La vie des échanges : de la cuisine au cosmos
Dans la cuisine : la magie du quotidien
Prenons une casserole d’eau sur une plaque. La plaque chauffe l’eau : il s’agit d’un transfert d’énergie par chaleur. Tant que la température de la plaque est supérieure à celle de l’eau, l’énergie s’écoule “naturellement” vers l’eau, jusqu’à atteindre l’équilibre, c’est-à-dire que l’eau et la plaque “se mettent d’accord” sur une température commune.
Mais il existe aussi le travail mécanique.

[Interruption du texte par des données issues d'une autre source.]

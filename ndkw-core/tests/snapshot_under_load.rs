use std::sync::atomic::{AtomicU64, Ordering};
use std::sync::Arc;
use std::thread;
use std::time::Duration;

use ndkw_core::codec;
use ndkw_core::mock::MockDirectory;
use ndkw_core::{
    CacheBackingKind, CaptureOrchestrator, Device, DeviceKind, RecorderConfiguration, WaveFormat,
};
use rand::rngs::StdRng;
use rand::{Rng, SeedableRng};

const WORDS_PER_DEVICE: u32 = 20_000;

/// 1 kHz stereo 16-bit: 4000 bytes per second, one u32 counter per frame.
fn format() -> WaveFormat {
    WaveFormat::pcm16(1000, 2)
}

fn setup(backing: CacheBackingKind) -> (Arc<MockDirectory>, CaptureOrchestrator, tempfile::TempDir) {
    let dir = tempfile::tempdir().unwrap();
    let directory = Arc::new(MockDirectory::with_devices([
        (Device::new("a", "Device A", DeviceKind::Input), format()),
        (Device::new("b", "Device B", DeviceKind::Output), format()),
    ]));
    let config = RecorderConfiguration {
        queue_directory: dir.path().to_path_buf(),
        cache_backing: backing,
        write_behind_capacity: 256,
        ..Default::default()
    };
    let orchestrator = CaptureOrchestrator::new(directory.clone(), config).unwrap();
    (directory, orchestrator, dir)
}

fn spawn_injector(directory: &MockDirectory, id: &str, seed: u64, injected: Arc<AtomicU64>) -> thread::JoinHandle<()> {
    let handle = directory.handle(id).unwrap();
    thread::spawn(move || {
        let mut rng = StdRng::seed_from_u64(seed);
        let mut next = 0u32;
        while next < WORDS_PER_DEVICE {
            let words = rng.gen_range(1..64).min(WORDS_PER_DEVICE - next);
            let chunk: Vec<u8> = (next..next + words).flat_map(u32::to_le_bytes).collect();
            assert!(handle.inject(&chunk));
            next += words;
            injected.fetch_add(chunk.len() as u64, Ordering::SeqCst);
            if rng.gen_bool(0.05) {
                thread::sleep(Duration::from_micros(rng.gen_range(0..200)));
            }
        }
    })
}

fn counters(wave: &[u8]) -> Vec<u32> {
    wave[44..]
        .chunks_exact(4)
        .map(|c| u32::from_le_bytes(c.try_into().unwrap()))
        .collect()
}

#[test]
fn snapshots_never_drop_or_reorder() {
    for (seed, backing) in [(1, CacheBackingKind::Memory), (2, CacheBackingKind::TempFile)] {
        let (directory, orchestrator, _dir) = setup(backing);
        orchestrator
            .start_recording(&["a".to_string(), "b".to_string()], Duration::from_secs(30))
            .unwrap();

        let injected_a = Arc::new(AtomicU64::new(0));
        let injected_b = Arc::new(AtomicU64::new(0));
        let writers = [
            spawn_injector(&directory, "a", seed * 10, Arc::clone(&injected_a)),
            spawn_injector(&directory, "b", seed * 10 + 1, Arc::clone(&injected_b)),
        ];

        let mut rng = StdRng::seed_from_u64(seed);
        let mut rounds = 0;
        while rounds < 40 {
            let before = [injected_a.load(Ordering::SeqCst), injected_b.load(Ordering::SeqCst)];
            let session = orchestrator.snapshot().unwrap().into_record_session().unwrap();

            for (device_session, floor) in session.device_sessions.iter().zip(before) {
                let values = counters(&device_session.wave_data);
                assert!(values.len() as u64 * 4 >= floor, "snapshot lost bytes present at pause");
                for (i, value) in values.iter().enumerate() {
                    assert_eq!(*value, i as u32, "device {}", device_session.device.id);
                }
            }

            rounds += 1;
            thread::sleep(Duration::from_micros(rng.gen_range(0..500)));
        }

        for writer in writers {
            writer.join().unwrap();
        }

        let session = orchestrator.snapshot().unwrap().into_record_session().unwrap();
        for device_session in &session.device_sessions {
            assert_eq!(counters(&device_session.wave_data).len() as u32, WORDS_PER_DEVICE);
        }
        orchestrator.stop_recording().unwrap();
    }
}

#[test]
fn wrapped_cache_holds_latest_contiguous_run() {
    let (directory, orchestrator, _dir) = setup(CacheBackingKind::TempFile);
    // 1 second = 1000 counters retained.
    orchestrator
        .start_recording(&["a".to_string()], Duration::from_secs(1))
        .unwrap();

    let injected = Arc::new(AtomicU64::new(0));
    let writer = spawn_injector(&directory, "a", 99, Arc::clone(&injected));

    for _ in 0..20 {
        let session = orchestrator.snapshot().unwrap().into_record_session().unwrap();
        let values = counters(&session.device_sessions[0].wave_data);
        assert!(values.len() <= 1000);
        for pair in values.windows(2) {
            assert_eq!(pair[1], pair[0] + 1);
        }
    }
    writer.join().unwrap();

    let session = orchestrator.snapshot().unwrap().into_record_session().unwrap();
    let values = counters(&session.device_sessions[0].wave_data);
    assert_eq!(values.len(), 1000);
    assert_eq!(values[0], WORDS_PER_DEVICE - 1000);
    assert_eq!(*values.last().unwrap(), WORDS_PER_DEVICE - 1);
}

#[test]
fn queued_snapshot_decodes_to_same_session() {
    let (directory, orchestrator, _dir) = setup(CacheBackingKind::Memory);
    orchestrator
        .start_recording(&["a".to_string(), "b".to_string()], Duration::from_secs(2))
        .unwrap();
    directory.handle("a").unwrap().inject(&[1, 2, 3, 4]);
    directory.handle("b").unwrap().inject(&[5, 6, 7, 8, 9, 10, 11, 12]);

    let queued = orchestrator.add_to_queue().unwrap();
    let file = std::fs::File::open(&queued.file_path).unwrap();
    let decoded = codec::read_session(&mut std::io::BufReader::new(file)).unwrap();

    assert_eq!(decoded.metadata, queued.metadata);
    assert_eq!(&decoded.device_sessions[0].wave_data[44..], &[1, 2, 3, 4]);
    assert_eq!(&decoded.device_sessions[1].wave_data[44..], &[5, 6, 7, 8, 9, 10, 11, 12]);
    assert_eq!(
        ndkw_core::storage::queue::sha256_file(&queued.file_path).unwrap(),
        queued.checksum
    );
}
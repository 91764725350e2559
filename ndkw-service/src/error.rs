use ndkw_core::CaptureError;
use thiserror::Error;

use crate::protocol::{ProtocolError, ResultCode};

/// Why a single request failed. Always reported as a result frame.
#[derive(Debug, Error)]
pub enum DispatchError {
    #[error("unknown endpoint: {0}")]
    UnknownEndpoint(String),

    #[error("invalid input: {0}")]
    InvalidInput(String),

    #[error(transparent)]
    Capture(#[from] CaptureError),

    #[error("request cancelled")]
    Cancelled,

    #[error("internal error: {0}")]
    Internal(String),
}

impl From<&DispatchError> for ResultCode {
    fn from(err: &DispatchError) -> Self {
        match err {
            DispatchError::UnknownEndpoint(_) => ResultCode::InvalidEndpoint,
            DispatchError::InvalidInput(_) => ResultCode::InvalidInputStructure,
            DispatchError::Capture(capture) => match capture {
                CaptureError::AlreadyRecording | CaptureError::NotRecording => ResultCode::InvalidState,
                CaptureError::UnknownDevice(_) | CaptureError::QueueItemNotFound(_) => ResultCode::NotFound,
                CaptureError::DeviceNotAvailable => ResultCode::NotFound,
                CaptureError::NoDevices => ResultCode::InvalidInputStructure,
                CaptureError::ConfigurationFailed(_)
                | CaptureError::StorageError(_)
                | CaptureError::Backend(_)
                | CaptureError::Codec(_) => ResultCode::InvalidState,
            },
            DispatchError::Cancelled => ResultCode::Disconnected,
            DispatchError::Internal(_) => ResultCode::InvalidState,
        }
    }
}

/// Fatal errors of the service process.
#[derive(Debug, Error)]
pub enum ServiceError {
    #[error("invalid configuration: {0}")]
    Config(String),

    #[error(transparent)]
    Capture(#[from] CaptureError),

    #[error(transparent)]
    Protocol(#[from] ProtocolError),

    #[error("I/O error: {0}")]
    Io(#[from] std::io::Error),
}

#[cfg(test)]
mod tests {
    use super::*;
    use uuid::Uuid;

    fn code(err: DispatchError) -> ResultCode {
        ResultCode::from(&err)
    }

    #[test]
    fn capture_errors_map_to_closed_codes() {
        assert_eq!(code(CaptureError::AlreadyRecording.into()), ResultCode::InvalidState);
        assert_eq!(code(CaptureError::NotRecording.into()), ResultCode::InvalidState);
        assert_eq!(code(CaptureError::UnknownDevice("x".into()).into()), ResultCode::NotFound);
        assert_eq!(code(CaptureError::QueueItemNotFound(Uuid::nil()).into()), ResultCode::NotFound);
        assert_eq!(code(CaptureError::NoDevices.into()), ResultCode::InvalidInputStructure);
        assert_eq!(code(CaptureError::Codec("bad".into()).into()), ResultCode::InvalidState);
    }

    #[test]
    fn dispatch_errors_map_to_closed_codes() {
        assert_eq!(code(DispatchError::UnknownEndpoint("x".into())), ResultCode::InvalidEndpoint);
        assert_eq!(code(DispatchError::InvalidInput("x".into())), ResultCode::InvalidInputStructure);
        assert_eq!(code(DispatchError::Cancelled), ResultCode::Disconnected);
    }
}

Si, dans cette casserole, un couvercle se soulève sous l’effet de la vapeur, nous avons converti une partie de l’énergie thermique en travail mécanique (le couvercle qui bouge).
Dans la nature : la débauche d’énergie du Soleil
La source d’énergie quasi-inépuisable de la Terre, c’est le Soleil : chaque seconde, la Terre reçoit en moyenne 1 361 watts par mètre carré (source : NASA [Earth Fact Sheet](https://nssdc.gsfc.nasa.gov/planetary/factsheet/earthfact.html)). Cette énergie traverse l’atmosphère, est absorbée par les océans, les plantes, évaporant l’eau, déclenchant le vent, alimentant la photosynthèse. À chaque étape, des échanges d’énergie suivent les lois thermodynamiques.
Quand de l’eau s’évapore sous l’action du Soleil et forme un nuage, ou lors d’une tempête, vous assistez à des milliers de milliards de joules d’énergie qui changent de “costume” – de la chaleur à la vapeur, puis à la pluie — mais jamais ne disparaissent.
À l’échelle humaine et industrielle : l’exemple de la voiture
Le moteur d’une voiture à essence est une leçon de thermodynamique en mouvement. L’explosion du carburant chauffe un gaz, qui pousse un piston : c’est le moment précis où la chaleur devient du travail mécanique. Mais même le moteur le plus efficace du monde ne transforme qu’environ 30% de l’énergie du carburant en énergie utile — le reste part en chaleur, dissipé dans l’air et à travers le radiateur (source : U.S. Department of Energy).